Hey punk – long time, no see!
This blog is going to have to be crafty from here on in. You’re going to need to figure out where to get your own donuts from and which house to buy – though I will be gently guiding you. Probs just without as many links.
See, my day job is at a place that can’t be endorsing commercial enterprises, and, well, let’s just say, this blog was having an effect on donut demand around Hobart. And that’s not on. And punk, I have a mortgage in beautiful Hobart, and though it’s not as exxy as you’re insane one bedder in Darlinghurst or Fitzroy, I need a day job to pay for it.
Okey dokey. Let’s talk books.
Before I was offered my job in Hobart, I’d been on a Richard Flanagan bender. To be brutally honest, his books had never appealed to me. They sounded too blokey and earnest for my liking – and I was sure I’d be disappointed in them. I tend to get super disappointed from time to time with Australian literature and have ended up judging it rather unfairly as ‘too much poetry, not enough story’ – and, in my less than humble opinion, great literature actually has both.
Back to Flanagan (or Flano, as I’ve heard him referred to in Hobart several times). When The Narrow Road to the Deep North came out, I wasn’t remotely interested in it. World War II, prison camps, I thought I knew the story. At the time I was working as a presenter on a national books and arts radio program, and a sometime reporter on a national arts television program, so when it won the Man Booker Prize, I thought it my duty to read it. Come on punks, you can’t be presenting a fancy radio program and not have read the Australian winner of the Man Booker. Obscene, dahhhhlings, obscene!
On the way home from work, I walked by my favourite bookshop and reluctantly picked up a copy. Committed to reading it.
Was completely blown away.
The Narrow Road to the Deep North is a breathtaking book. It’s scope and sensitivity and humour and story and pathos is extraordinary. It’s the Great Australian Novel. It’s also the Great War Novel. The Great Prison Camp Novel. The Great Love Story Novel.
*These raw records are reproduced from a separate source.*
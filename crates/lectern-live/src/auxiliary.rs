//! Chat and whiteboard traffic that shares the signaling socket with
//! media negotiation.

use std::sync::Arc;
use std::time::Duration;

use lectern_common::RoomId;
use serde_json::Value;
use tokio::sync::{mpsc, RwLock};
use tracing::{debug, info, warn};

use crate::chat::{ChatHistory, ChatHistoryConfig, ChatMessage};
use crate::error::{LiveError, Result};
use crate::protocol::{events, message_text, HistoryResponse, UserMessagePayload};
use crate::signaling::ScopedChannel;
use crate::whiteboard::{WhiteboardBroadcaster, WhiteboardEvent, WhiteboardSnapshot};

/// Buffer size for chat and whiteboard subscriber channels.
const SUBSCRIBER_BUFFER: usize = 256;

/// Settings for the auxiliary channels.
#[derive(Debug, Clone)]
pub struct AuxiliaryConfig {
    pub history_timeout: Duration,
    pub max_messages_per_room: usize,
    pub whiteboard_debounce: Duration,
}

impl Default for AuxiliaryConfig {
    fn default() -> Self {
        Self {
            history_timeout: Duration::from_millis(5000),
            max_messages_per_room: 500,
            whiteboard_debounce: Duration::from_millis(100),
        }
    }
}

/// Room chat and whiteboard on top of a [`ScopedChannel`].
pub struct AuxiliaryChannelMux {
    signaling: ScopedChannel,
    config: AuxiliaryConfig,
    history: Arc<RwLock<ChatHistory>>,
    whiteboard: WhiteboardBroadcaster,
}

impl AuxiliaryChannelMux {
    pub fn new(signaling: ScopedChannel, config: AuxiliaryConfig) -> Self {
        let history = ChatHistory::new(ChatHistoryConfig {
            max_messages_per_room: config.max_messages_per_room,
        });
        let whiteboard = WhiteboardBroadcaster::spawn(signaling.clone(), config.whiteboard_debounce);
        Self {
            signaling,
            config,
            history: Arc::new(RwLock::new(history)),
            whiteboard,
        }
    }

    /// Announce this client in `room`. The join is repeated after every
    /// signaling reconnect until this mux's scope detaches.
    pub async fn join_room(&self, room: &RoomId) -> Result<()> {
        info!(%room, "Joining room");
        self.signaling
            .send_sticky(events::USER_JOIN_ROOM, Value::String(room.to_string()))
            .await
    }

    pub async fn send_chat(&self, text: &str, room: &RoomId) -> Result<()> {
        let payload = UserMessagePayload {
            message: text.to_string(),
            room_id: room.to_string(),
        };
        self.signaling
            .send(events::USER_MESSAGE, serde_json::to_value(payload)?)
            .await
    }

    /// Stream chat messages for `room`. Each message is also kept in the
    /// local history.
    pub async fn on_chat(&self, room: &RoomId) -> Result<mpsc::Receiver<ChatMessage>> {
        let mut frames = self.signaling.listen(events::NEW_MESSAGE).await?;
        let (tx, rx) = mpsc::channel(SUBSCRIBER_BUFFER);
        let history = Arc::clone(&self.history);
        let room = room.clone();
        tokio::spawn(async move {
            while let Some(frame) = frames.recv().await {
                let message = ChatMessage::new(room.clone(), message_text(&frame.data));
                history.write().await.push(message.clone());
                if tx.send(message).await.is_err() {
                    break;
                }
            }
            debug!(%room, "Chat relay stopped");
        });
        Ok(rx)
    }

    /// Listen for chat in `room`, join it, then fetch its backlog.
    ///
    /// Messages sent while the backlog is in flight arrive on the returned
    /// receiver. An unavailable backlog is logged and comes back empty.
    pub async fn enter_chat(
        &self,
        room: &RoomId,
    ) -> Result<(Vec<ChatMessage>, mpsc::Receiver<ChatMessage>)> {
        let live = self.on_chat(room).await?;
        self.join_room(room).await?;
        let backlog = match self.fetch_history_default(room).await {
            Ok(messages) => messages,
            Err(e) => {
                warn!(%room, error = %e, "Chat history unavailable");
                Vec::new()
            }
        };
        Ok((backlog, live))
    }

    /// Fetch the room's stored messages from the server.
    ///
    /// No answer within `timeout` is [`LiveError::Timeout`]; an answer
    /// with a non-`ok` status is [`LiveError::Rejected`].
    pub async fn fetch_history(&self, room: &RoomId, timeout: Duration) -> Result<Vec<ChatMessage>> {
        let ack = self
            .signaling
            .ack_request(
                events::GET_MESSAGES,
                Value::String(room.to_string()),
                timeout,
            )
            .await?;
        let response: HistoryResponse = serde_json::from_value(ack)?;
        if !response.is_ok() {
            return Err(LiveError::Rejected {
                event: events::GET_MESSAGES.to_string(),
                reason: format!("status {}", response.status),
            });
        }

        let messages: Vec<ChatMessage> = response
            .messages
            .iter()
            .map(|m| ChatMessage::new(room.clone(), message_text(m)))
            .collect();
        debug!(%room, count = messages.len(), "Fetched chat history");
        self.history.write().await.replace(room, messages.clone());
        Ok(messages)
    }

    /// [`fetch_history`](Self::fetch_history) with the configured timeout.
    pub async fn fetch_history_default(&self, room: &RoomId) -> Result<Vec<ChatMessage>> {
        self.fetch_history(room, self.config.history_timeout).await
    }

    pub async fn chat_history(&self, room: &RoomId) -> Vec<ChatMessage> {
        self.history
            .read()
            .await
            .all(room)
            .into_iter()
            .cloned()
            .collect()
    }

    /// Queue a whiteboard snapshot for debounced broadcast.
    pub fn broadcast_whiteboard(&self, elements: Vec<Value>) {
        self.whiteboard.update(WhiteboardSnapshot::new(elements));
    }

    /// Ask the server to replay the current board to this client.
    pub async fn request_whiteboard_replay(&self, room: &RoomId) -> Result<()> {
        self.signaling
            .send(
                events::REQUEST_WHITEBOARD_STATE,
                Value::String(room.to_string()),
            )
            .await
    }

    /// Close the board. A snapshot still waiting in the debouncer is
    /// dropped so it cannot reopen the board afterwards.
    pub async fn close_whiteboard(&self) -> Result<()> {
        self.whiteboard.discard_pending().await;
        self.signaling
            .send(events::WHITEBOARD_CLOSE, Value::Null)
            .await
    }

    /// Stream inbound whiteboard updates and close notices.
    pub async fn on_whiteboard(&self) -> Result<mpsc::Receiver<WhiteboardEvent>> {
        let mut updates = self.signaling.listen(events::WHITEBOARD_UPDATE).await?;
        let mut closes = self.signaling.listen(events::WHITEBOARD_CLOSE).await?;
        let (tx, rx) = mpsc::channel(SUBSCRIBER_BUFFER);
        tokio::spawn(async move {
            loop {
                let event = tokio::select! {
                    frame = updates.recv() => match frame {
                        Some(frame) => WhiteboardEvent::Updated(WhiteboardSnapshot::from_wire(frame.data)),
                        None => break,
                    },
                    frame = closes.recv() => match frame {
                        Some(_) => WhiteboardEvent::Closed,
                        None => break,
                    },
                };
                if tx.send(event).await.is_err() {
                    break;
                }
            }
            debug!("Whiteboard relay stopped");
        });
        Ok(rx)
    }

    /// Stop background work.
    pub fn shutdown(&self) {
        self.whiteboard.stop();
    }
}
It’s one of the richest reading experiences I’ve ever had, and I’m yet to give it another read in a Tasmanian context.
Anyhoo… Richard Flanagan, the author, is from Tasmania.
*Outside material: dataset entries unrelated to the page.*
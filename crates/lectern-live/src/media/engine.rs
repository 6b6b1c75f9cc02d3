use std::sync::Arc;

use async_trait::async_trait;
use tokio::sync::watch;

use super::{Direction, MediaTrack};
use crate::protocol::{
    ConsumerOptions, DtlsParameters, RouterCapabilities, RtpCapabilities, RtpParameters,
    TransportOptions,
};

/// Failure reported by a media engine implementation.
#[derive(Debug, Clone, thiserror::Error)]
#[error("{0}")]
pub struct EngineError(pub String);

impl EngineError {
    pub fn new(msg: impl Into<String>) -> Self {
        Self(msg.into())
    }
}

// ---------------------------------------------------------------------------
// ICE policy
// ---------------------------------------------------------------------------

/// Which candidate types a transport may use.
#[derive(Debug, Clone, Copy, PartialEq, Eq, Default)]
pub enum IceTransportPolicy {
    #[default]
    All,
    /// Relay (TURN) candidates only.
    Relay,
}

/// STUN/TURN server handed to the engine.
#[derive(Clone, Default)]
pub struct IceServer {
    pub urls: Vec<String>,
    pub username: Option<String>,
    pub credential: Option<String>,
}

impl std::fmt::Debug for IceServer {
    fn fmt(&self, f: &mut std::fmt::Formatter<'_>) -> std::fmt::Result {
        f.debug_struct("IceServer")
            .field("urls", &self.urls)
            .field("username", &self.username)
            .field("credential", &self.credential.as_ref().map(|_| "[REDACTED]"))
            .finish()
    }
}

/// Transport policy derived from configuration.
#[derive(Debug, Clone, Default)]
pub struct TransportPolicy {
    pub force_relay: bool,
    pub force_tcp: bool,
    pub ice_servers: Vec<IceServer>,
}

impl TransportPolicy {
    /// Forced relay applies to the subscribe direction only; publishing
    /// keeps direct candidates.
    pub fn ice_policy_for(&self, direction: Direction) -> IceTransportPolicy {
        match direction {
            Direction::Subscribe if self.force_relay => IceTransportPolicy::Relay,
            _ => IceTransportPolicy::All,
        }
    }
}

// ---------------------------------------------------------------------------
// Engine traits
// ---------------------------------------------------------------------------

/// ICE connection state as reported by the engine.
#[derive(Debug, Clone, Copy, PartialEq, Eq)]
pub enum IceState {
    New,
    Checking,
    Connected,
    Completed,
    Disconnected,
    Failed,
    Closed,
}

/// Snapshot used to diagnose a failed transport.
#[derive(Debug, Clone, Default, PartialEq)]
pub struct TransportDiagnostics {
    pub local_candidates: Vec<String>,
    pub remote_candidates: Vec<String>,
    pub selected_pair: Option<String>,
    pub relayed: bool,
}

/// The platform media stack (an SFU client library binding).
#[async_trait]
pub trait MediaEngine: Send + Sync {
    /// Load the router's capabilities and return the device's own.
    async fn load(&self, router: &RouterCapabilities) -> Result<RtpCapabilities, EngineError>;

    /// Build a local transport mirroring the server-side one.
    async fn create_transport(
        &self,
        direction: Direction,
        options: &TransportOptions,
        ice_policy: IceTransportPolicy,
        ice_servers: &[IceServer],
    ) -> Result<Arc<dyn EngineTransport>, EngineError>;
}

/// Local side of one negotiated transport.
#[async_trait]
pub trait EngineTransport: Send + Sync {
    fn id(&self) -> &str;

    /// DTLS parameters to send in the connect request.
    fn dtls_parameters(&self) -> DtlsParameters;

    /// Called once the server confirmed the connect request.
    async fn complete_connect(&self) -> Result<(), EngineError>;

    /// Encode parameters for sending `track` over this transport.
    async fn send_parameters(&self, track: &MediaTrack) -> Result<RtpParameters, EngineError>;

    /// Materialize the remote track described by `consumer`.
    async fn receive(&self, consumer: &ConsumerOptions) -> Result<MediaTrack, EngineError>;

    fn ice_state(&self) -> watch::Receiver<IceState>;

    fn diagnostics(&self) -> TransportDiagnostics;

    fn close(&self);
}
use serde::{Deserialize, Serialize};
use std::fmt;

pub fn new_id() -> String {
    uuid::Uuid::new_v4().to_string()
}

pub fn new_correlation_id() -> String {
    let uuid = uuid::Uuid::new_v4();
    let bytes = uuid.as_bytes();
    format!(
        "{:02x}{:02x}{:02x}{:02x}",
        bytes[0], bytes[1], bytes[2], bytes[3]
    )
}

/// Identifies one room participation on this client.
#[derive(Debug, Clone, PartialEq, Eq, Hash, Serialize, Deserialize)]
pub struct SessionId(String);

impl SessionId {
    pub fn new() -> Self {
        Self(new_id())
    }

    pub fn as_str(&self) -> &str {
        &self.0
    }
}

impl Default for SessionId {
    fn default() -> Self {
        Self::new()
    }
}

impl fmt::Display for SessionId {
    fn fmt(&self, f: &mut fmt::Formatter<'_>) -> fmt::Result {
        write!(f, "{}", self.0)
    }
}

/// Server-side room identifier. Lesson rooms are numbered, but the server
/// accepts any string, so the id is kept opaque.
#[derive(Debug, Clone, PartialEq, Eq, Hash, Serialize, Deserialize)]
#[serde(transparent)]
pub struct RoomId(String);

impl RoomId {
    pub fn new(id: impl Into<String>) -> Self {
        Self(id.into())
    }

    pub fn as_str(&self) -> &str {
        &self.0
    }
}

impl From<&str> for RoomId {
    fn from(value: &str) -> Self {
        Self(value.to_string())
    }
}

impl From<String> for RoomId {
    fn from(value: String) -> Self {
        Self(value)
    }
}

impl From<u64> for RoomId {
    fn from(value: u64) -> Self {
        Self(value.to_string())
    }
}

impl fmt::Display for RoomId {
    fn fmt(&self, f: &mut fmt::Formatter<'_>) -> fmt::Result {
        write!(f, "{}", self.0)
    }
}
After I finished reading The Narrow Road to the Deep North, like I mentioned above, I went on a Richard Flanagan bender, reading three of his books instantly – Wanting, Gould’s Book of Fish, and The Unknown Terrorist.
Wanting and Gould’s Book of Fish really ignited my curiosity towards Tasmania. In fact, if I hadn’t read them, I dare say I’d be still living in Sydney now.
Since then, I’ve found such richness in reading about Tasmania. My experience there has been heightened by getting to know, in small fragments, the history of the place – and mostly, how much I still have to learn about it.
Obviously, there are many Tasmanian books I’m yet to read that won’t make it to this list – but this is a starter list for you if you’re curious about Tasmania. And, again, it’s pretty Southern Tasmanian centric.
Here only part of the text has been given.